Exercise details ::
Your task is to output all the records below, word for word.

[Source records]
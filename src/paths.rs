//! Lexical path helpers for relativizing rewritten directive paths
//!
//! All operations here are lexical: nothing touches the filesystem except
//! [`absolutize`], which only consults the current working directory. The
//! rewrite pass needs relativization to work for targets that may not exist
//! yet at the time the path is computed.

use std::io;
use std::path::{Component, Path, PathBuf};

/// Lexically normalize a path: fold `.` components and resolve `..` against
/// preceding normal components. `..` at the start of a relative path is kept;
/// `..` directly under the root is dropped.
pub fn normalize(path: &Path) -> PathBuf {
    let mut out = PathBuf::new();
    for component in path.components() {
        match component {
            Component::Prefix(_) | Component::RootDir => out.push(component.as_os_str()),
            Component::CurDir => {}
            Component::ParentDir => match out.components().next_back() {
                Some(Component::Normal(_)) => {
                    out.pop();
                }
                Some(Component::RootDir) | Some(Component::Prefix(_)) => {}
                _ => out.push(".."),
            },
            Component::Normal(name) => out.push(name),
        }
    }
    if out.as_os_str().is_empty() {
        out.push(".");
    }
    out
}

/// Make a path absolute against the current working directory, then
/// lexically normalize it. Already-absolute paths are only normalized.
pub fn absolutize(path: &Path) -> io::Result<PathBuf> {
    if path.is_absolute() {
        Ok(normalize(path))
    } else {
        Ok(normalize(&std::env::current_dir()?.join(path)))
    }
}

/// Compute the relative path from `base` to `target`.
///
/// Both paths must be normalized and either both absolute or both relative
/// to the same root; the synchronizer absolutizes everything up front.
pub fn relative_from(target: &Path, base: &Path) -> PathBuf {
    let target_parts: Vec<Component> = target.components().collect();
    let base_parts: Vec<Component> = base.components().collect();

    let common = target_parts
        .iter()
        .zip(base_parts.iter())
        .take_while(|(a, b)| a == b)
        .count();

    let mut rel = PathBuf::new();
    for _ in common..base_parts.len() {
        rel.push("..");
    }
    for component in &target_parts[common..] {
        rel.push(component.as_os_str());
    }
    if rel.as_os_str().is_empty() {
        rel.push(".");
    }
    rel
}

/// Render a path with forward-slash separators, the form directive paths use
/// regardless of platform.
pub fn to_posix(path: &Path) -> String {
    let mut out = String::new();
    for component in path.components() {
        match component {
            Component::RootDir => {
                if out.is_empty() {
                    out.push('/');
                }
            }
            other => {
                if !out.is_empty() && !out.ends_with('/') {
                    out.push('/');
                }
                out.push_str(&other.as_os_str().to_string_lossy());
            }
        }
    }
    out
}
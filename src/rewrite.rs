//! Path rewriter for copied reStructuredText files
//!
//! After a file moves into the build source tree, directive paths like
//! `.. include:: snippets/a.rst` may no longer resolve. This pass rewrites
//! each one as the relative path from the copied file's directory back to the
//! original target, unless the path is absolute or already resolves at the
//! new location.
//!
//! The scan is a regex over the raw text, not a reStructuredText parser: a
//! path argument split across lines, or one containing a backtick, terminates
//! the capture and is left alone. That keeps the match from running into
//! inline markup or the next line.

use std::borrow::Cow;
use std::fs;
use std::path::Path;

use regex::{Captures, Regex};

use crate::error::{ExtsyncError, ExtsyncResult};
use crate::paths;
use crate::writer::atomic_write;

/// Build the scan pattern for a set of directive names.
fn directive_pattern(directives: &[String]) -> ExtsyncResult<Regex> {
    let names = directives
        .iter()
        .map(|d| regex::escape(d))
        .collect::<Vec<_>>()
        .join("|");
    Regex::new(&format!(r"\.\. ({})::\s*([^`\n]+)", names)).map_err(|e| {
        ExtsyncError::InvalidDirectives {
            message: e.to_string(),
        }
    })
}

/// Adjust included content paths in one copied file.
///
/// `file` is the destination the file was copied to; `basepath` is the parent
/// directory of the original source. Only `.rst` files are processed; any
/// other extension is a no-op. The file is written back (atomically) only if
/// at least one substitution actually changed the text, so untouched files
/// keep their timestamps and the freshness check stays effective on
/// subsequent builds.
///
/// Returns whether the file was rewritten.
pub fn adjust_includes(
    file: &Path,
    basepath: &Path,
    directives: &[String],
) -> ExtsyncResult<bool> {
    if file.extension().and_then(|e| e.to_str()) != Some("rst") {
        return Ok(false);
    }
    if directives.is_empty() {
        return Ok(false);
    }

    let file_dir = file.parent().unwrap_or_else(|| Path::new("."));
    let content = fs::read_to_string(file)?;
    let pattern = directive_pattern(directives)?;

    let adjusted = pattern.replace_all(&content, |caps: &Captures| {
        let directive = &caps[1];
        let fpath = &caps[2];

        // absolute paths and paths that already resolve are intentional
        let fpath_adj = if Path::new(fpath).is_absolute() || file_dir.join(fpath).exists() {
            fpath.to_string()
        } else {
            let target = paths::normalize(&basepath.join(fpath));
            paths::to_posix(&paths::relative_from(
                &target,
                &paths::normalize(file_dir),
            ))
        };

        format!(".. {}:: {}", directive, fpath_adj)
    });

    match adjusted {
        Cow::Borrowed(_) => Ok(false),
        Cow::Owned(new_content) => {
            if new_content == content {
                Ok(false)
            } else {
                atomic_write(file, new_content.as_bytes())?;
                Ok(true)
            }
        }
    }
}
//! Build driver
//!
//! The original host framework discovered this tool through a module-level
//! setup hook and fired it on a "build environment initialized" event. Here
//! that registration is explicit dependency injection: the build driver owns
//! the configuration and destination, and the embedding build invokes
//! [`BuildDriver::run`] once, before any source parsing happens.

use std::path::PathBuf;

use crate::config::Config;
use crate::error::ExtsyncResult;
use crate::sync::{sync_contents, SyncOptions, SyncOutcome};

/// Plugin metadata record, for hosts that keep the plugin-loading convention
#[derive(Debug, Clone, Copy, PartialEq, Eq)]
pub struct ExtensionMeta {
    pub version: &'static str,
    pub parallel_read_safe: bool,
    pub parallel_write_safe: bool,
}

/// Metadata describing this extension.
///
/// Synchronization itself is sequential; the flags state that the host may
/// parallelize its own read and write phases after this pass has run.
pub fn manifest() -> ExtensionMeta {
    ExtensionMeta {
        version: env!("CARGO_PKG_VERSION"),
        parallel_read_safe: true,
        parallel_write_safe: true,
    }
}

/// Owns the configuration and destination for one build and runs the
/// synchronization pass.
#[derive(Debug, Clone)]
pub struct BuildDriver {
    config: Config,
    srcdir: PathBuf,
}

impl BuildDriver {
    pub fn new(config: Config, srcdir: impl Into<PathBuf>) -> Self {
        Self {
            config,
            srcdir: srcdir.into(),
        }
    }

    /// Run the synchronization pass once.
    ///
    /// Call this at the point corresponding to "build environment
    /// initialized" - after configuration is loaded, before sources are
    /// parsed.
    pub fn run(&self, options: &SyncOptions) -> ExtsyncResult<SyncOutcome> {
        sync_contents(&self.config, &self.srcdir, options)
    }

    pub fn srcdir(&self) -> &std::path::Path {
        &self.srcdir
    }
}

Result of the task ::
filename src/paths.rs
//! Lexical path helpers for relativizing rewritten directive paths
//!
//! All operations here are lexical: nothing touches the filesystem except
//! [`absolutize`], which only consults the current working directory. The
//! rewrite pass needs relativization to work for targets that may not exist
//! yet at the time the path is computed.

use std::io;
use std::path::{Component, Path, PathBuf};

/// Lexically normalize a path: fold `.` components and resolve `..` against
/// preceding normal components. `..` at the start of a relative path is kept;
/// `..` directly under the root is dropped.
pub fn normalize(path: &Path) -> PathBuf {
    let mut out = PathBuf::new();
    for component in path.components() {
        match component {
            Component::Prefix(_) | Component::RootDir => out.push(component.as_os_str()),
            Component::CurDir => {}
            Component::ParentDir => match out.components().next_back() {
                Some(Component::Normal(_)) => {
                    out.pop();
                }
                Some(Component::RootDir) | Some(Component::Prefix(_)) => {}
                _ => out.push(".."),
            },
            Component::Normal(name) => out.push(name),
        }
    }
    if out.as_os_str().is_empty() {
        out.push(".");
    }
    out
}

/// Make a path absolute against the current working directory, then
/// lexically normalize it. Already-absolute paths are only normalized.
pub fn absolutize(path: &Path) -> io::Result<PathBuf> {
    if path.is_absolute() {
        Ok(normalize(path))
    } else {
        Ok(normalize(&std::env::current_dir()?.join(path)))
    }
}

/// Compute the relative path from `base` to `target`.
///
/// Both paths must be normalized and either both absolute or both relative
/// to the same root; the synchronizer absolutizes everything up front.
pub fn relative_from(target: &Path, base: &Path) -> PathBuf {
    let target_parts: Vec<Component> = target.components().collect();
    let base_parts: Vec<Component> = base.components().collect();

    let common = target_parts
        .iter()
        .zip(base_parts.iter())
        .take_while(|(a, b)| a == b)
        .count();

    let mut rel = PathBuf::new();
    for _ in common..base_parts.len() {
        rel.push("..");
    }
    for component in &target_parts[common..] {
        rel.push(component.as_os_str());
    }
    if rel.as_os_str().is_empty() {
        rel.push(".");
    }
    rel
}

/// Render a path with forward-slash separators, the form directive paths use
/// regardless of platform.
pub fn to_posix(path: &Path) -> String {
    let mut out = String::new();
    for component in path.components() {
        match component {
            Component::RootDir => {
                if out.is_empty() {
                    out.push('/');
                }
            }
            other => {
                if !out.is_empty() && !out.ends_with('/') {
                    out.push('/');
                }
                out.push_str(&other.as_os_str().to_string_lossy());
            }
        }
    }
    out
}
filename src/rewrite.rs
//! Path rewriter for copied reStructuredText files
//!
//! After a file moves into the build source tree, directive paths like
//! `.. include:: snippets/a.rst` may no longer resolve. This pass rewrites
//! each one as the relative path from the copied file's directory back to the
//! original target, unless the path is absolute or already resolves at the
//! new location.
//!
//! The scan is a regex over the raw text, not a reStructuredText parser: a
//! path argument split across lines, or one containing a backtick, terminates
//! the capture and is left alone. That keeps the match from running into
//! inline markup or the next line.

use std::borrow::Cow;
use std::fs;
use std::path::Path;

use regex::{Captures, Regex};

use crate::error::{ExtsyncError, ExtsyncResult};
use crate::paths;
use crate::writer::atomic_write;

/// Build the scan pattern for a set of directive names.
fn directive_pattern(directives: &[String]) -> ExtsyncResult<Regex> {
    let names = directives
        .iter()
        .map(|d| regex::escape(d))
        .collect::<Vec<_>>()
        .join("|");
    Regex::new(&format!(r"\.\. ({})::\s*([^`\n]+)", names)).map_err(|e| {
        ExtsyncError::InvalidDirectives {
            message: e.to_string(),
        }
    })
}

/// Adjust included content paths in one copied file.
///
/// `file` is the destination the file was copied to; `basepath` is the parent
/// directory of the original source. Only `.rst` files are processed; any
/// other extension is a no-op. The file is written back (atomically) only if
/// at least one substitution actually changed the text, so untouched files
/// keep their timestamps and the freshness check stays effective on
/// subsequent builds.
///
/// Returns whether the file was rewritten.
pub fn adjust_includes(
    file: &Path,
    basepath: &Path,
    directives: &[String],
) -> ExtsyncResult<bool> {
    if file.extension().and_then(|e| e.to_str()) != Some("rst") {
        return Ok(false);
    }
    if directives.is_empty() {
        return Ok(false);
    }

    let file_dir = file.parent().unwrap_or_else(|| Path::new("."));
    let content = fs::read_to_string(file)?;
    let pattern = directive_pattern(directives)?;

    let adjusted = pattern.replace_all(&content, |caps: &Captures| {
        let directive = &caps[1];
        let fpath = &caps[2];

        // absolute paths and paths that already resolve are intentional
        let fpath_adj = if Path::new(fpath).is_absolute() || file_dir.join(fpath).exists() {
            fpath.to_string()
        } else {
            let target = paths::normalize(&basepath.join(fpath));
            paths::to_posix(&paths::relative_from(
                &target,
                &paths::normalize(file_dir),
            ))
        };

        format!(".. {}:: {}", directive, fpath_adj)
    });

    match adjusted {
        Cow::Borrowed(_) => Ok(false),
        Cow::Owned(new_content) => {
            if new_content == content {
                Ok(false)
            } else {
                atomic_write(file, new_content.as_bytes())?;
                Ok(true)
            }
        }
    }
}
//! Build driver
//!
//! The original host framework discovered this tool through a module-level
//! setup hook and fired it on a "build environment initialized" event. Here
//! that registration is explicit dependency injection: the build driver owns
//! the configuration and destination, and the embedding build invokes
//! [`BuildDriver::run`] once, before any source parsing happens.

use std::path::PathBuf;

use crate::config::Config;
use crate::error::ExtsyncResult;
use crate::sync::{sync_contents, SyncOptions, SyncOutcome};

/// Plugin metadata record, for hosts that keep the plugin-loading convention
#[derive(Debug, Clone, Copy, PartialEq, Eq)]
pub struct ExtensionMeta {
    pub version: &'static str,
    pub parallel_read_safe: bool,
    pub parallel_write_safe: bool,
}

/// Metadata describing this extension.
///
/// Synchronization itself is sequential; the flags state that the host may
/// parallelize its own read and write phases after this pass has run.
pub fn manifest() -> ExtensionMeta {
    ExtensionMeta {
        version: env!("CARGO_PKG_VERSION"),
        parallel_read_safe: true,
        parallel_write_safe: true,
    }
}

/// Owns the configuration and destination for one build and runs the
/// synchronization pass.
#[derive(Debug, Clone)]
pub struct BuildDriver {
    config: Config,
    srcdir: PathBuf,
}

impl BuildDriver {
    pub fn new(config: Config, srcdir: impl Into<PathBuf>) -> Self {
        Self {
            config,
            srcdir: srcdir.into(),
        }
    }

    /// Run the synchronization pass once.
    ///
    /// Call this at the point corresponding to "build environment
    /// initialized" - after configuration is loaded, before sources are
    /// parsed.
    pub fn run(&self, options: &SyncOptions) -> ExtsyncResult<SyncOutcome> {
        sync_contents(&self.config, &self.srcdir, options)
    }

    pub fn srcdir(&self) -> &std::path::Path {
        &self.srcdir
    }
}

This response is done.